Xinhua, September 3, 2015 Adjust font size:

A wooden table used by Ma Juan's grandfather more than 70 years ago still bears a notch left by a Japanese sword.

Between 1942 and 1944, her hometown Tengchong of southwest China's Yunnan province was occupied by invading Japanese soldiers. Her grandfather, only a boy then, fled to the countryside. When they returned after the war, they found the notch.

Ma's granddad was lucky. In the war against Japanese aggression, many people died. In Tengchong alone, population almost halved from 260,000 in 1942 to 145,000 three years later.

"After the war, China was reborn," Ma, 31, said. She is now the vice curator of a memorial hall of war against Japanese aggression in western Yunnan.

"In the following decades, China has grown stronger and the standard of living has improved constantly," she said.

China's first military parade to mark the anniversary of the end of WWII and the victory of the war of resistance against Japanese aggression, held Thursday in Beijing, will also be the first with foreign militaries participating. Troops from 17 foreign countries marched past Tian'anmen Square. Chinese leaders were also joined by some 23 foreign heads of state.

The great triumph of the Chinese People's War of Resistance Against Japanese Aggression "opened up bright prospects for the great renewal of the Chinese nation and set our ancient country on a new journey after gaining rebirth," said Chinese President Xi Jinping on the Tian'anmen rostrum, where late Chinese leader Mao Zedong pronounced the birth of New China 66 years ago.

TURNING POINT

According to Wu Jianhong, curator of the memorial of the war against Japanese aggression and the acceptance of the Japanese surrender in Hunan, central China, the country was bullied by foreign countries throughout the century before victory in World War II.

"Losing the war, begging for reconciliation, ceding territory and offering compensation," he said. "The Sino-Japanese war was the first won for national liberation in modern times."

China's eight-year resistance against full-scale Japanese aggression started in 1937, but some historians view the first Sino-Japanese War in 1894, or the Jiawu War, as beginning of Japanese belligerence.

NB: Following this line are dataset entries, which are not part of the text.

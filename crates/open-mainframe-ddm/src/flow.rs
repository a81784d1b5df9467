//! Query block splitting for QRYDTA flow control.
//!
//! Rows are written into a QRYDTA DSS until it grows past the negotiated
//! query block size (QRYBLKSZ). The bytes past the block boundary are cut off
//! and carried into the next block, which opens with them.

use crate::code_points::QRYDTA;
use crate::writer::DdmWriter;

/// Smallest QRYBLKSZ a requester may ask for.
pub const MIN_QUERY_BLOCK_SIZE: usize = 512;
/// Largest QRYBLKSZ a requester may ask for.
pub const MAX_QUERY_BLOCK_SIZE: usize = 10_485_760;

/// DSS header plus QRYDTA header at the start of every block.
const BLOCK_OVERHEAD: usize = 10;

/// Carries overflow row data from one query block to the next.
#[derive(Debug, Clone)]
pub struct QueryBlockSplitter {
    block_size: usize,
    leftover: Vec<u8>,
}

impl QueryBlockSplitter {
    pub fn new(block_size: usize) -> Self {
        Self {
            block_size: block_size.clamp(MIN_QUERY_BLOCK_SIZE, MAX_QUERY_BLOCK_SIZE),
            leftover: Vec::new(),
        }
    }

    pub fn block_size(&self) -> usize {
        self.block_size
    }

    /// Overflow bytes still waiting for a block.
    pub fn leftover(&self) -> &[u8] {
        &self.leftover
    }

    pub fn has_leftover(&self) -> bool {
        !self.leftover.is_empty()
    }

    /// Cut the current DSS back to the block size when it has grown past it.
    ///
    /// Returns whether the block is full; the cut bytes are kept for
    /// [`write_leftover`](Self::write_leftover).
    pub fn split_if_needed(&mut self, writer: &mut DdmWriter) -> bool {
        let length = writer.dss_length();
        if length <= self.block_size {
            return false;
        }
        let mut overflow = writer.copy_dss_data_to_end(self.block_size);
        overflow.extend_from_slice(&self.leftover);
        self.leftover = overflow;
        writer.truncate_dss(self.block_size);
        tracing::trace!(
            dss_length = length,
            block_size = self.block_size,
            leftover = self.leftover.len(),
            "Split query block"
        );
        true
    }

    /// Write carried-over bytes into the current QRYDTA.
    ///
    /// At most a block's worth of data is written; anything beyond stays for
    /// the following block. Returns the number of bytes written.
    pub fn write_leftover(&mut self, writer: &mut DdmWriter) -> usize {
        let count = self.leftover.len().min(self.block_size - BLOCK_OVERHEAD);
        writer.write_bytes(&self.leftover[..count]);
        self.leftover.drain(..count);
        count
    }

    /// Open the next QRYDTA reply object, starting with any leftover data.
    pub fn start_block(&mut self, writer: &mut DdmWriter) {
        writer.create_dss_object();
        writer.start_ddm(QRYDTA);
        self.write_leftover(writer);
    }
}
//! Communications-buffer tracing.
//!
//! Every byte range the writer sends (and every DSS the reader receives) can
//! be handed to a [`ComBufferTrace`]. The default implementation renders a
//! hex/EBCDIC dump through `tracing` at `trace` level.

use std::fmt::Write as _;

use crate::ccsid::CcsidManager;

/// Direction of a traced buffer.
#[derive(Debug, Clone, Copy, PartialEq, Eq)]
pub enum TraceDirection {
    Send,
    Receive,
}

impl TraceDirection {
    fn as_str(self) -> &'static str {
        match self {
            TraceDirection::Send => "SEND",
            TraceDirection::Receive => "RECEIVE",
        }
    }
}

/// Sink for raw protocol buffers.
pub trait ComBufferTrace: Send + Sync {
    /// Cheap check so callers can skip building trace input.
    fn is_enabled(&self) -> bool {
        true
    }

    /// Record one buffer. `label` names the operation (`"flush"`, `"stream"`, `"read"`).
    fn record(&self, direction: TraceDirection, label: &str, data: &[u8]);
}

/// Trace sink that logs a formatted dump through `tracing`.
#[derive(Debug, Default, Clone, Copy)]
pub struct TracingComBufferTrace;

impl ComBufferTrace for TracingComBufferTrace {
    fn is_enabled(&self) -> bool {
        tracing::enabled!(tracing::Level::TRACE)
    }

    fn record(&self, direction: TraceDirection, label: &str, data: &[u8]) {
        tracing::trace!(
            direction = direction.as_str(),
            label,
            len = data.len(),
            "DRDA com buffer\n{}",
            hex_dump(data)
        );
    }
}

/// Format bytes as hex for debug logging.
pub fn hex_preview(data: &[u8], max_len: usize) -> String {
    let len = data.len().min(max_len);
    let hex: Vec<String> = data[..len].iter().map(|b| format!("{:02x}", b)).collect();
    let result = hex.join(" ");
    if data.len() > max_len {
        format!("{}...(+{} bytes)", result, data.len() - max_len)
    } else {
        result
    }
}

/// Sixteen bytes per line: offset, hex, then the ASCII and EBCDIC renderings.
pub fn hex_dump(data: &[u8]) -> String {
    let mut out = String::with_capacity(data.len() * 5);
    for (line, chunk) in data.chunks(16).enumerate() {
        let _ = write!(out, "{:04X}  ", line * 16);
        for i in 0..16 {
            match chunk.get(i) {
                Some(b) => {
                    let _ = write!(out, "{b:02X}");
                }
                None => out.push_str("  "),
            }
            if i % 4 == 3 {
                out.push(' ');
            }
        }
        out.push_str(" |");
        out.extend(chunk.iter().map(|&b| printable(b)));
        out.push_str("| |");
        out.extend(
            CcsidManager::Ebcdic
                .decode(chunk)
                .chars()
                .map(|c| u8::try_from(c).map(printable).unwrap_or('.')),
        );
        out.push_str("|\n");
    }
    out
}

fn printable(b: u8) -> char {
    if b.is_ascii_graphic() || b == b' ' {
        char::from(b)
    } else {
        '.'
    }
}
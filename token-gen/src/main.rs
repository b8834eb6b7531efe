use anyhow::{Context, Result, bail};
use bearer_gate::services::auth::issuer::{TokenIssuer, generate_secret};
use chrono::{DateTime, Utc};
use clap::Parser;

/// Generate an HS256 bearer token accepted by the service in `jwt`/`hybrid` mode.
///
/// - Signs `{sub, iat, exp, iss, jti}` with the shared key (JWT_SECRET_KEY)
/// - Without a key, generates a fresh one and prints it so it can be stored as a secret
///   (`--quiet` requires an explicit key)
/// - Lifetime: --days / --hours, else JWT_DEFAULT_TTL_SECONDS, else one hour
#[derive(Parser, Debug)]
#[command(name = "token-gen", version, about)]
struct Args {
    /// Shared signing key. A new one is generated when omitted.
    #[arg(long, env = "JWT_SECRET_KEY", hide_env_values = true)]
    secret: Option<String>,

    /// Lifetime in days
    #[arg(long, conflicts_with = "hours")]
    days: Option<i64>,

    /// Lifetime in hours
    #[arg(long)]
    hours: Option<i64>,

    /// Lifetime used when neither --days nor --hours is given
    #[arg(long, env = "JWT_DEFAULT_TTL_SECONDS", default_value_t = 3600)]
    default_ttl_seconds: i64,

    /// `sub` claim
    #[arg(long, default_value = "cloud-run-service")]
    subject: String,

    /// `iss` claim
    #[arg(long, env = "JWT_ISSUER", default_value = "gcp-bearer-auth-service")]
    issuer: String,

    /// Only print a new signing key
    #[arg(long, default_value_t = false)]
    generate_secret: bool,

    /// Print only the token (no extra lines)
    #[arg(long, default_value_t = false)]
    quiet: bool,
}

impl Args {
    fn ttl_seconds(&self) -> Result<i64> {
        let ttl = match (self.days, self.hours) {
            (Some(days), _) => days.checked_mul(86_400),
            (None, Some(hours)) => hours.checked_mul(3_600),
            (None, None) => Some(self.default_ttl_seconds),
        };
        match ttl {
            Some(ttl) if ttl > 0 => Ok(ttl),
            _ => bail!("token lifetime must be a positive number of seconds"),
        }
    }

    /// Signing key to use, and whether it was generated for this run.
    fn signing_secret(&self) -> Result<(String, bool)> {
        match self.secret.as_deref() {
            Some(secret) if !secret.trim().is_empty() => Ok((secret.to_string(), false)),
            // A generated key is only printed in verbose output.
            _ if self.quiet => bail!("--quiet needs --secret or JWT_SECRET_KEY"),
            _ => Ok((generate_secret()?, true)),
        }
    }
}

fn main() -> Result<()> {
    let args = Args::parse();

    if args.generate_secret {
        println!("{}", generate_secret()?);
        return Ok(());
    }

    let (secret, generated) = args.signing_secret()?;

    let issued = TokenIssuer::new(secret.as_bytes(), Some(args.issuer.clone()))
        .issue(&args.subject, args.ttl_seconds()?)
        .context("failed to issue token")?;

    if args.quiet {
        println!("{}", issued.token);
        return Ok(());
    }

    if generated {
        println!("Generated signing key (store it as JWT_SECRET_KEY):");
        println!("  {}", secret);
        println!();
    }

    let expires_at = DateTime::<Utc>::from_timestamp(issued.expires_at, 0)
        .map(|t| t.to_rfc3339())
        .unwrap_or_else(|| issued.expires_at.to_string());

    println!("token: {}", issued.token);
    println!("sub: {}", args.subject);
    println!("iss: {}", args.issuer);
    println!("expires: {}", expires_at);
    println!();
    println!(
        "curl -H \"Authorization: Bearer {}\" https://<service-url>/api/secure",
        issued.token
    );

    Ok(())
}
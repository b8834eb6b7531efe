pub mod health;
pub mod secure;
pub mod services;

The war put an end to the modernization attempt of the Qing government. The Shimonoseki Treaty, signed to conclude the war, ceded the Liaodong Peninsula in northeast China, Taiwan and its annex, the nearby Penghu Islands, to Japan. China also paid Japan 200 million taels of silver (5.2 billion U.S. dollars today), which was about four years' revenue of the Japanese government at the time.

Wang Jianxue, vice president of the Society for Study for Modern and Contemporary Chinese Historical Materials, said China signed more than 1,100 similarly unequal treaties. "The loss of Jiawu War further dragged China into its darkest era," he said.

China won support worldwide while it was fighting the Japanese in WWII.

"By holding down large numbers of Japanese troops on the mainland, China was an important part of the overall Allied strategy," British scholar Rana Mitter wrote in his book "Forgotten Ally".

In 1943, leaders from the United States, Britain and China convened on November 27, 1943 in Cairo, agreeing that territories taken by Japan before the war should be returned to China.

"It was a turning point," said Wu Jianhong. "China shook off the shackles, and was able to move forward."

China became one of the five permanent members of the United Nations Security Council when it was established.

RISE OF THE NATION

After the liberation, reform and opening-up, people's lives were improved.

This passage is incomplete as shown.